Was he there to meet someone? Or was this–after leaving his rental room–just part of his logistically-baffling version of fleeing?

* Of all the assassination variables–from testimony inconsistencies and suspicious happenstances to flat-out, conspiratorial predispositions to disagree–nothing resonates more quizzically than the inclusion of Jack Ruby. He personifies the involvement of others. His underworld connections–from when he relocated from Chicago–were as much of a given as his strip club ownership and insider status with the enabling Dallas Police Department. His supposed motivation for killing Oswald was that he was so emotionally overwrought about the death of President Kennedy and the impact of a trial on Mrs. Kennedy that he took it upon himself to carry out vigilante justice. That cover story started bleeding credibility with skeptics as soon as his mob background was outted.

* The Warren Commission’s motivation for its cherry-picking of testimony and witnesses was likely not early black-ops conspiracy–more like heavy-handed but pragmatic, national security concerns. The world had dodged a nuclear bullet the year before over Soviet missiles in Cuba. The Dr. Strangelove crowd, including Gen. Curtis “Bombs Away” LeMay, was still around.
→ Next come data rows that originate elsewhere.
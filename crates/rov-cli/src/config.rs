//! Application configuration.
//!
//! [`AppConfig`] is loaded once at startup and passed down by value.  The
//! CLI layer owns config; the core crate only sees the [`Toolchain`] and
//! [`TemplateLocation`] derived from it.
//!
//! # Resolution order (highest priority first)
//!
//! 1. CLI flags (`--no-color`, handled at the call-site)
//! 2. Environment variables: `CREATE_ROV_<SECTION>__<KEY>`,
//!    e.g. `CREATE_ROV_TEMPLATE__LOCAL_PATH=../template`
//! 3. Config file (`--config`, or `config.toml` in the platform config dir)
//! 4. Built-in defaults (always present)

use std::path::{Path, PathBuf};

use anyhow::Context as _;
use config::{Config, Environment, File, FileFormat};
use serde::{Deserialize, Serialize};

use rov_core::domain::{
    CommandSpec, TemplateLocation, Toolchain,
    template::{TEMPLATE_REFERENCE, TEMPLATE_REPOSITORY},
};

const ENV_PREFIX: &str = "CREATE_ROV";

/// Application configuration.
#[derive(Debug, Clone, Default, Serialize, Deserialize)]
#[serde(default)]
pub struct AppConfig {
    /// Where the template comes from.
    pub template: TemplateConfig,
    /// Programs run inside the new project.
    pub toolchain: ToolchainConfig,
    /// Output settings.
    pub output: OutputConfig,
}

#[derive(Debug, Clone, Serialize, Deserialize)]
#[serde(default)]
pub struct TemplateConfig {
    /// GitHub `owner/name`.
    pub repository: String,
    /// Branch, tag or commit.
    pub reference: String,
    /// Copy this directory instead of downloading.
    pub local_path: Option<PathBuf>,
}

impl Default for TemplateConfig {
    fn default() -> Self {
        Self {
            repository: TEMPLATE_REPOSITORY.into(),
            reference: TEMPLATE_REFERENCE.into(),
            local_path: None,
        }
    }
}

#[derive(Debug, Clone, Serialize, Deserialize)]
#[serde(default)]
pub struct ToolchainConfig {
    pub package_manager: String,
    pub install_args: Vec<String>,
    pub compiler: String,
    pub build_args: Vec<String>,
}

impl Default for ToolchainConfig {
    fn default() -> Self {
        let Toolchain { install, build } = Toolchain::default();
        Self {
            package_manager: install.program,
            install_args: install.args,
            compiler: build.program,
            build_args: build.args,
        }
    }
}

#[derive(Debug, Clone, Default, Serialize, Deserialize)]
#[serde(default)]
pub struct OutputConfig {
    pub no_color: bool,
}

impl AppConfig {
    /// Load configuration from the file and the environment over defaults.
    ///
    /// An explicit `config_file` must exist; the default location is
    /// optional.
    pub fn load(config_file: Option<&PathBuf>) -> anyhow::Result<Self> {
        let file = match config_file {
            Some(path) => File::from(path.as_path()).required(true),
            None => File::from(Self::config_path().as_path())
                .format(FileFormat::Toml)
                .required(false),
        };

        Self::build(file, Environment::with_prefix(ENV_PREFIX))
    }

    fn build(
        file: File<config::FileSourceFile, FileFormat>,
        env: Environment,
    ) -> anyhow::Result<Self> {
        let env = env
            .prefix_separator("_")
            .separator("__")
            .list_separator(" ")
            .with_list_parse_key("toolchain.install_args")
            .with_list_parse_key("toolchain.build_args");

        Config::builder()
            .add_source(file)
            .add_source(env)
            .build()
            .context("Failed to read configuration")?
            .try_deserialize()
            .context("Invalid configuration")
    }

    /// Path to the default configuration file.
    ///
    /// Uses `directories::ProjectDirs` for cross-platform correctness,
    /// falling back to `.create-rust-on-vercel.toml` in the current directory.
    pub fn config_path() -> PathBuf {
        directories::ProjectDirs::from("com", "create-rust-on-vercel", "create-rust-on-vercel")
            .map(|d| d.config_dir().join("config.toml"))
            .unwrap_or_else(|| PathBuf::from(".create-rust-on-vercel.toml"))
    }

    pub fn template_location(&self) -> TemplateLocation {
        TemplateLocation::new(&self.template.repository, &self.template.reference)
    }

    pub fn local_template(&self) -> Option<&Path> {
        self.template.local_path.as_deref()
    }

    pub fn toolchain(&self) -> Toolchain {
        let tc = &self.toolchain;
        Toolchain {
            install: CommandSpec::new(&tc.package_manager, &tc.install_args),
            build: CommandSpec::new(&tc.compiler, &tc.build_args),
        }
    }
}

#[cfg(test)]
mod tests {
    use super::*;
    fn env(vars: &[(&str, &str)]) -> Environment {
        let map: config::Map<String, String> = vars
            .iter()
            .map(|(k, v)| (k.to_string(), v.to_string()))
            .collect();
        Environment::with_prefix(ENV_PREFIX).source(Some(map))
    }

    fn no_file() -> File<config::FileSourceFile, FileFormat> {
        File::new("/nonexistent/create-rust-on-vercel.toml", FileFormat::Toml).required(false)
    }

    #[test]
    fn defaults_match_reference_template() {
        let cfg = AppConfig::default();
        assert_eq!(
            cfg.template_location().tarball_url(),
            "https://codeload.github.com/peterkyle01/rust-on-vercel-template/tar.gz/HEAD"
        );
        assert_eq!(cfg.toolchain(), Toolchain::default());
        assert!(cfg.local_template().is_none());
        assert!(!cfg.output.no_color);
    }

    #[test]
    fn load_without_sources_returns_defaults() {
        let cfg = AppConfig::build(no_file(), env(&[])).unwrap();
        assert_eq!(cfg.template.repository, TEMPLATE_REPOSITORY);
        assert_eq!(cfg.toolchain.compiler, "cargo");
    }

    #[test]
    fn environment_overrides_nested_keys() {
        let cfg = AppConfig::build(
            no_file(),
            env(&[
                ("CREATE_ROV_TEMPLATE__LOCAL_PATH", "/tmp/tpl"),
                ("CREATE_ROV_TOOLCHAIN__PACKAGE_MANAGER", "pnpm"),
                ("CREATE_ROV_TOOLCHAIN__BUILD_ARGS", "build --release"),
            ]),
        )
        .unwrap();

        assert_eq!(cfg.local_template(), Some(Path::new("/tmp/tpl")));
        let tc = cfg.toolchain();
        assert_eq!(tc.install.program, "pnpm");
        assert_eq!(tc.build.to_string(), "cargo build --release");
    }

    #[test]
    fn file_values_are_read() {
        let dir = tempfile::TempDir::new().unwrap();
        let path = dir.path().join("config.toml");
        std::fs::write(
            &path,
            "[template]\nreference = \"v2\"\n\n[output]\nno_color = true\n",
        )
        .unwrap();

        let cfg = AppConfig::build(File::from(path.as_path()), env(&[])).unwrap();
        assert_eq!(cfg.template.reference, "v2");
        assert_eq!(cfg.template.repository, TEMPLATE_REPOSITORY);
        assert!(cfg.output.no_color);
    }

    #[test]
    fn explicit_missing_file_is_an_error() {
        let missing = PathBuf::from("/nonexistent/rov.toml");
        assert!(AppConfig::load(Some(&missing)).is_err());
    }

    #[test]
    fn config_path_is_not_empty() {
        assert!(!AppConfig::config_path().as_os_str().is_empty());
    }
}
As President Johnson made clear to an initially uncooperative Chief Justice Earl Warren: If there’s more than one shooter–and your main suspect once defected to the Soviet Union–who knows where this will lead? That main suspect is dead and untried. He was on his own. Leave it at that. Do you want the casualties of World War III on your conscience?

* It’s worth noting what the House Select Committee on Assassinations concluded in its 1979 report. It said: “The Committee believes, on the basis of the evidence available to it, that President John F. Kennedy was probably assassinated as a result of a conspiracy. The Committee is unable to identify the other gunman or extent of the conspiracy.”

That’s still sobering–and frustrating–34 years later. Too much of the assassination iceberg remains unsurprisingly under the surface. The passage of a half century hardly helps. Among the findings of this congressional body that heard from witnesses as disparate as Marina Oswald, John Connolly and Santos Trafficante:

“Since the Warren Commission’s and FBI’s investigation into the possibility of a conspiracy was seriously flawed, their failure to develop evidence of a conspiracy could not be given independent weight.”

“The Warren Commission was, in fact, incorrect in concluding that Oswald and Ruby had no significant associations, and therefore its finding of no conspiracy was not reliable.”

And we’ll have to leave it there–although in a way, it would be so much easier on all of us if we could just be convinced that it really was some Commie loser-loner who was responsible for the most horrific home movie ever. We would have mournfully moved on as a society at least relieved that our most traumatically tragic event didn’t also reveal our darkest side.